As many times as it takes.
Now wait a minute! My friend hurt me in the worst possible way… and you expect me to forgive? Are you out of your mind?
I am not out of my mind and yes, forgiveness is the only answer.
What is friendship to you? The fun you have with your party partners or the acceptance of the people you turn to when you go through difficult times?
Party partners are not friends, the people who were there for you when you needed someone are. Is it sensible to reciprocate support when they need it? Of course it is! Friends support one another, it goes with the territory. Right?
I still can’t see why I would forgive a friend who hurt me. This person was not my friend to begin with!

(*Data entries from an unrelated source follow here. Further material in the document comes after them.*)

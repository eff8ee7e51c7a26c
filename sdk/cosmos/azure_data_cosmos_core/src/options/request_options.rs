// Copyright (c) Microsoft Corporation. All rights reserved.
// Licensed under the MIT License.

use azure_core::http::headers::Headers;

use crate::{pipeline::AbortSignal, ConsistencyLevel, PartitionKey};

/// An optimistic-concurrency precondition sent as `If-Match` or `If-None-Match`.
#[derive(Clone, Debug, PartialEq, Eq)]
pub enum AccessCondition {
    /// Succeed only if the resource's current ETag matches.
    IfMatch(String),
    /// Succeed only if the resource's current ETag does not match.
    IfNoneMatch(String),
}

/// Whether a written item is added to the container's index.
#[derive(Clone, Copy, Debug, PartialEq, Eq)]
pub enum IndexingDirective {
    Default,
    Include,
    Exclude,
}

impl IndexingDirective {
    pub fn as_str(&self) -> &'static str {
        match self {
            IndexingDirective::Default => "Default",
            IndexingDirective::Include => "Include",
            IndexingDirective::Exclude => "Exclude",
        }
    }
}

/// Options for a single point operation.
#[derive(Clone, Debug, Default)]
pub struct RequestOptions {
    /// The partition key of the target item. Extracted from the body when omitted on writes.
    pub partition_key: Option<PartitionKey>,
    /// An explicit session token. Suppresses the token the client would otherwise attach.
    pub session_token: Option<String>,
    pub access_condition: Option<AccessCondition>,
    /// Overrides the client's consistency level for this request.
    pub consistency_level: Option<ConsistencyLevel>,
    pub pre_trigger_include: Vec<String>,
    pub post_trigger_include: Vec<String>,
    pub indexing_directive: Option<IndexingDirective>,
    pub offer_throughput: Option<u32>,
    pub offer_type: Option<String>,
    pub populate_quota_info: bool,
    pub enable_script_logging: bool,
    pub resource_token_expiry_seconds: Option<u32>,
    pub disable_ru_per_minute_usage: bool,
    /// Don't read the container's partition key definition to extract a missing partition key.
    pub skip_get_partition_key_definition: bool,
    /// Headers added before any header the client computes.
    pub initial_headers: Headers,
    pub abort_signal: Option<AbortSignal>,
}

impl RequestOptions {
    /// Creates a new [`RequestOptionsBuilder`] that can be used to construct a [`RequestOptions`].
    ///
    /// # Examples
    ///
    /// ```rust
    /// # use azure_data_cosmos_core::{PartitionKey, RequestOptions};
    /// let options = RequestOptions::builder()
    ///     .with_partition_key(PartitionKey::from("tenant1"))
    ///     .build();
    /// assert!(options.partition_key.is_some());
    /// ```
    pub fn builder() -> RequestOptionsBuilder {
        RequestOptionsBuilder::default()
    }
}

/// Builder used to construct a [`RequestOptions`].
///
/// Obtain a [`RequestOptionsBuilder`] by calling [`RequestOptions::builder()`]
#[derive(Default)]
pub struct RequestOptionsBuilder(RequestOptions);

impl RequestOptionsBuilder {
    pub fn with_partition_key(&mut self, partition_key: PartitionKey) -> &mut Self {
        self.0.partition_key = Some(partition_key);
        self
    }

    pub fn with_session_token(&mut self, session_token: impl Into<String>) -> &mut Self {
        self.0.session_token = Some(session_token.into());
        self
    }

    pub fn with_access_condition(&mut self, condition: AccessCondition) -> &mut Self {
        self.0.access_condition = Some(condition);
        self
    }

    pub fn with_consistency_level(&mut self, level: ConsistencyLevel) -> &mut Self {
        self.0.consistency_level = Some(level);
        self
    }

    pub fn with_pre_trigger(&mut self, trigger: impl Into<String>) -> &mut Self {
        self.0.pre_trigger_include.push(trigger.into());
        self
    }

    pub fn with_post_trigger(&mut self, trigger: impl Into<String>) -> &mut Self {
        self.0.post_trigger_include.push(trigger.into());
        self
    }

    pub fn with_abort_signal(&mut self, signal: AbortSignal) -> &mut Self {
        self.0.abort_signal = Some(signal);
        self
    }

    /// Builds a [`RequestOptions`] from the builder.
    ///
    /// This does not consume the builder, and can be called multiple times.
    pub fn build(&self) -> RequestOptions {
        self.0.clone()
    }
}
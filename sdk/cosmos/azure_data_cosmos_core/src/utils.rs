// Copyright (c) Microsoft Corporation. All rights reserved.
// Licensed under the MIT License.

use std::{
    str::FromStr,
    sync::{Mutex, MutexGuard, PoisonError, RwLock, RwLockReadGuard, RwLockWriteGuard},
};

use azure_core::http::headers::{HeaderName, Headers};
use url::Url;

pub(crate) trait AppendPathSegments {
    fn append_path_segments<'a>(&mut self, segments: impl IntoIterator<Item = &'a str>);

    fn with_path_segments<'a>(&self, segments: impl IntoIterator<Item = &'a str>) -> Self;
}

impl AppendPathSegments for Url {
    fn append_path_segments<'a>(&mut self, segments: impl IntoIterator<Item = &'a str>) {
        // Endpoints are validated as http(s) URLs when the client is built, so they can always be a base.
        if let Ok(mut path_segments) = self.path_segments_mut() {
            path_segments.pop_if_empty().extend(segments);
        }
    }

    fn with_path_segments<'a>(&self, segments: impl IntoIterator<Item = &'a str>) -> Self {
        let mut url = self.clone();
        url.append_path_segments(segments);
        url
    }
}

/// Parses a header, treating a missing or malformed value as absent.
pub(crate) fn header_as<T: FromStr>(headers: &Headers, name: &HeaderName) -> Option<T> {
    headers
        .get_optional_str(name)
        .and_then(|value| value.trim().parse().ok())
}

/// Copies every header of `from` into `to`, replacing existing values.
pub(crate) fn merge_headers(to: &mut Headers, from: &Headers) {
    for (name, value) in from.iter() {
        to.insert(name.clone(), value.clone());
    }
}

// The guarded state is always left consistent between statements, so a panic on another thread
// never invalidates it.
pub(crate) fn lock<T>(mutex: &Mutex<T>) -> MutexGuard<'_, T> {
    mutex.lock().unwrap_or_else(PoisonError::into_inner)
}

pub(crate) fn read<T>(lock: &RwLock<T>) -> RwLockReadGuard<'_, T> {
    lock.read().unwrap_or_else(PoisonError::into_inner)
}

pub(crate) fn write<T>(lock: &RwLock<T>) -> RwLockWriteGuard<'_, T> {
    lock.write().unwrap_or_else(PoisonError::into_inner)
}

Maybe… but you were. Was your friendship conditional? Are you only a fair-weather friend? If you think of yourself a better friend than that, then you have to. If your friend betrayed you, it only means this person doesn’t know what friendship is, which means there were likely no real example of it to observe and mimick or this person has been betrayed by a friend in the past.
Do you love your friend enough either to give your friend the proof you are his or her friend or to take the betrayal for what it really is, an unconscious call for help in healing?

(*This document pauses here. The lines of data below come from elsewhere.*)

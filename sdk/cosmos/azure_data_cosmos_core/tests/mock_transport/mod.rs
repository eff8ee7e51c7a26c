// Copyright (c) Microsoft Corporation. All rights reserved.
// Licensed under the MIT License.

//! An in-memory Cosmos DB account served through [`HttpClient`].
//!
//! Every regional host serves the same data. Tests script faults per host or path and inspect the
//! recorded requests afterwards.

#![allow(dead_code)]

use std::{
    collections::BTreeMap,
    io,
    sync::{Arc, Mutex},
    time::Duration,
};

use async_trait::async_trait;
use azure_core::{
    credentials::Secret,
    error::ErrorKind,
    http::{headers::Headers, AsyncRawResponse, Body, HttpClient, Method, Request, StatusCode},
    Error,
};
use azure_data_cosmos_core::{constants, AuthOptions, CosmosClientOptions};
use serde_json::{json, Value};

pub const ACCOUNT_ENDPOINT: &str = "https://acct.documents.azure.com/";

/// The host serving `region`, e.g. `acct-westus.documents.azure.com`.
pub fn regional_host(region: &str) -> String {
    format!("acct-{}.documents.azure.com", region.to_lowercase().replace(' ', ""))
}

pub fn regional_endpoint(region: &str) -> String {
    format!("https://{}/", regional_host(region))
}

#[derive(Clone, Debug)]
pub enum FaultKind {
    /// Respond with a status, an optional sub-status and an optional retry-after hint in milliseconds.
    Status {
        status: u16,
        sub_status: Option<u32>,
        retry_after_ms: Option<u64>,
    },
    /// Fail as if the host could not be reached.
    Unreachable,
    /// Wait before serving the request normally.
    Delay(Duration),
}

#[derive(Clone, Debug)]
pub struct Fault {
    pub kind: FaultKind,
    pub host: Option<String>,
    pub path_contains: Option<String>,
    pub method: Option<Method>,
    /// How many requests the fault applies to. `usize::MAX` never runs out.
    pub remaining: usize,
}

impl Fault {
    pub fn status(status: u16, sub_status: Option<u32>) -> Self {
        Self::new(FaultKind::Status {
            status,
            sub_status,
            retry_after_ms: None,
        })
    }

    pub fn throttled(retry_after_ms: u64) -> Self {
        Self::new(FaultKind::Status {
            status: 429,
            sub_status: None,
            retry_after_ms: Some(retry_after_ms),
        })
    }

    pub fn unreachable() -> Self {
        Self::new(FaultKind::Unreachable)
    }

    pub fn delay(delay: Duration) -> Self {
        Self::new(FaultKind::Delay(delay))
    }

    fn new(kind: FaultKind) -> Self {
        Self {
            kind,
            host: None,
            path_contains: None,
            method: None,
            remaining: usize::MAX,
        }
    }

    pub fn on_host(mut self, host: impl Into<String>) -> Self {
        self.host = Some(host.into());
        self
    }

    pub fn on_path(mut self, fragment: impl Into<String>) -> Self {
        self.path_contains = Some(fragment.into());
        self
    }

    pub fn on_method(mut self, method: Method) -> Self {
        self.method = Some(method);
        self
    }

    pub fn times(mut self, count: usize) -> Self {
        self.remaining = count;
        self
    }

    fn matches(&self, request: &RecordedRequest) -> bool {
        self.remaining > 0
            && self.host.as_ref().is_none_or(|h| *h == request.host)
            && self
                .path_contains
                .as_ref()
                .is_none_or(|p| request.path.contains(p.as_str()))
            && self.method.is_none_or(|m| m == request.method)
    }
}

#[derive(Clone, Debug)]
pub struct RecordedRequest {
    pub method: Method,
    pub host: String,
    pub path: String,
    pub headers: Headers,
    pub body: Option<Value>,
}

impl RecordedRequest {
    pub fn header(&self, name: &'static str) -> Option<&str> {
        self.headers.get_optional_str(&name.into())
    }

    pub fn is_query_plan(&self) -> bool {
        self.header("x-ms-cosmos-is-query-plan-request").is_some()
    }
}

#[derive(Debug)]
struct RangeDef {
    id: usize,
    min: String,
    max: String,
    parents: Vec<usize>,
}

#[derive(Debug)]
struct Container {
    partition_key_path: String,
    ranges: Vec<RangeDef>,
    /// Ranges that were split and now answer 410.
    gone: Vec<usize>,
    items: Vec<(usize, Value)>,
    lsn: u64,
}

impl Container {
    fn new(partition_key_path: &str, range_count: usize) -> Self {
        let bounds = |i: usize| match i {
            0 => String::new(),
            i if i == range_count => "FF".to_owned(),
            i => format!("{:02X}", i * 256 / range_count),
        };
        Self {
            partition_key_path: partition_key_path.trim_start_matches('/').to_owned(),
            ranges: (0..range_count)
                .map(|i| RangeDef {
                    id: i,
                    min: bounds(i),
                    max: bounds(i + 1),
                    parents: Vec::new(),
                })
                .collect(),
            gone: Vec::new(),
            items: Vec::new(),
            lsn: 0,
        }
    }

    fn range_of(&self, partition_key: &Value) -> usize {
        let text = match partition_key {
            Value::String(s) => s.clone(),
            other => other.to_string(),
        };
        self.ranges[text.bytes().map(usize::from).sum::<usize>() % self.ranges.len()].id
    }

    /// Splits range `id` in two. Its items alternate between the children.
    fn split(&mut self, id: usize) {
        let index = self
            .ranges
            .iter()
            .position(|r| r.id == id)
            .expect("range must exist");
        let parent = self.ranges.remove(index);
        let left = self
            .ranges
            .iter()
            .map(|r| r.id)
            .chain(self.gone.iter().copied())
            .chain([parent.id])
            .max()
            .unwrap_or_default()
            + 1;
        let right = left + 1;
        let middle = format!("{}7F", parent.min);
        self.ranges.insert(
            index,
            RangeDef {
                id: right,
                min: middle.clone(),
                max: parent.max.clone(),
                parents: vec![parent.id],
            },
        );
        self.ranges.insert(
            index,
            RangeDef {
                id: left,
                min: parent.min.clone(),
                max: middle,
                parents: vec![parent.id],
            },
        );
        let mut moved = 0;
        for (range, _) in self.items.iter_mut().filter(|(range, _)| *range == parent.id) {
            *range = if moved % 2 == 0 { left } else { right };
            moved += 1;
        }
        self.gone.push(parent.id);
    }

    fn partition_key_of(&self, item: &Value) -> Value {
        item.get(&self.partition_key_path)
            .cloned()
            .unwrap_or(Value::Null)
    }

    fn ranges_json(&self) -> Value {
        let ranges: Vec<_> = self
            .ranges
            .iter()
            .map(|r| {
                json!({
                    "id": r.id.to_string(),
                    "minInclusive": r.min,
                    "maxExclusive": r.max,
                    "parents": r.parents.iter().map(ToString::to_string).collect::<Vec<_>>(),
                })
            })
            .collect();
        json!({ "_rid": "coll", "PartitionKeyRanges": ranges, "_count": ranges.len() })
    }
}

#[derive(Debug, Default)]
struct State {
    writable: Vec<String>,
    readable: Vec<String>,
    multiple_write_locations: bool,
    containers: BTreeMap<String, Container>,
    faults: Vec<Fault>,
    requests: Vec<RecordedRequest>,
}

#[derive(Debug, Default)]
pub struct MockAccount {
    state: Mutex<State>,
}

enum Action {
    Serve,
    Respond(AsyncRawResponse),
    Unreachable,
    DelayThenServe(Duration),
}

fn response(status: StatusCode, headers: Headers, body: &Value) -> AsyncRawResponse {
    AsyncRawResponse::from_bytes(status, headers, body.to_string())
}

fn error_response(status: StatusCode, code: &str) -> AsyncRawResponse {
    response(
        status,
        Headers::new(),
        &json!({ "code": code, "message": format!("mock: {code}") }),
    )
}
// Copyright (c) Microsoft Corporation. All rights reserved.
// Licensed under the MIT License.

//! Model types sent to and received from the service.

mod query_plan;

pub use query_plan::*;

use serde::{Deserialize, Serialize};
use url::Url;

use crate::{ConsistencyLevel, PartitionKeyDefinition};

/// Common system properties returned for most Cosmos DB resources.
#[derive(Clone, Default, Debug, Deserialize, Serialize, PartialEq, Eq)]
pub struct SystemProperties {
    #[serde(default, skip_serializing_if = "Option::is_none", rename = "_etag")]
    pub etag: Option<String>,
    #[serde(default, skip_serializing_if = "Option::is_none", rename = "_self")]
    pub self_link: Option<String>,
    #[serde(default, skip_serializing_if = "Option::is_none", rename = "_rid")]
    pub resource_id: Option<String>,
    #[serde(default, skip_serializing_if = "Option::is_none", rename = "_ts")]
    pub last_modified: Option<u64>,
}

/// A region of the account and its regional endpoint.
#[derive(Clone, Debug, Deserialize, Serialize, PartialEq, Eq)]
#[serde(rename_all = "camelCase")]
pub struct AccountRegion {
    pub name: String,
    pub database_account_endpoint: Url,
}

#[derive(Clone, Debug, Deserialize, Serialize, PartialEq, Eq)]
#[serde(rename_all = "camelCase")]
pub struct ConsistencyPolicy {
    pub default_consistency_level: ConsistencyLevel,
}

/// Account metadata, read from the root of the account endpoint.
#[derive(Clone, Debug, Default, Deserialize, Serialize, PartialEq, Eq)]
#[serde(rename_all = "camelCase")]
pub struct DatabaseAccount {
    #[serde(default)]
    pub id: String,
    #[serde(default)]
    pub writable_locations: Vec<AccountRegion>,
    #[serde(default)]
    pub readable_locations: Vec<AccountRegion>,
    #[serde(default)]
    pub enable_multiple_write_locations: bool,
    #[serde(default, skip_serializing_if = "Option::is_none")]
    pub user_consistency_policy: Option<ConsistencyPolicy>,
    #[serde(flatten)]
    pub system_properties: SystemProperties,
}

impl DatabaseAccount {
    pub fn consistency_level(&self) -> Option<ConsistencyLevel> {
        self.user_consistency_policy
            .as_ref()
            .map(|p| p.default_consistency_level)
    }
}

/// A contiguous range of effective partition keys served by one physical partition.
#[derive(Clone, Debug, Default, Deserialize, Serialize, PartialEq, Eq)]
#[serde(rename_all = "camelCase")]
pub struct PartitionKeyRange {
    pub id: String,
    pub min_inclusive: String,
    pub max_exclusive: String,
    /// Ids of the ranges this range was split from.
    #[serde(default)]
    pub parents: Vec<String>,
}

impl PartitionKeyRange {
    /// Returns `true` if this range overlaps the half-open range `[min, max)`.
    pub fn overlaps(&self, min: &str, max: &str) -> bool {
        self.min_inclusive.as_str() < max && min < self.max_exclusive.as_str()
    }
}

#[derive(Clone, Debug, Default, Deserialize)]
pub(crate) struct PartitionKeyRanges {
    #[serde(rename = "PartitionKeyRanges")]
    pub ranges: Vec<PartitionKeyRange>,
}

/// The properties of a container that routing depends on.
#[derive(Clone, Debug, Default, Deserialize, Serialize, PartialEq, Eq)]
#[serde(rename_all = "camelCase")]
pub struct ContainerProperties {
    pub id: String,
    #[serde(default, skip_serializing_if = "Option::is_none")]
    pub partition_key: Option<PartitionKeyDefinition>,
    #[serde(flatten)]
    pub system_properties: SystemProperties,
}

The betrayal, in the end, has nothing to do with you, it has everything to do with your friend. I concede without arguing about it, it hurts… big time!
The question is, do you love your friend enough to provide a place to express his or her pain and to work out the issue?
Your ‘friend’ might not use the opportunity he or she is given and it is a pity, but if you forgive, you can claim having been a good friend and releasing the anger will only be beneficial to your peace of mind and your health.
With this said, don’t keep yourself in harm’s way… this isn’t a masochism contest. Be willing, however, to be a friend if that ‘friend’ approaches you and apologizes.
A friend loves always and love forgives.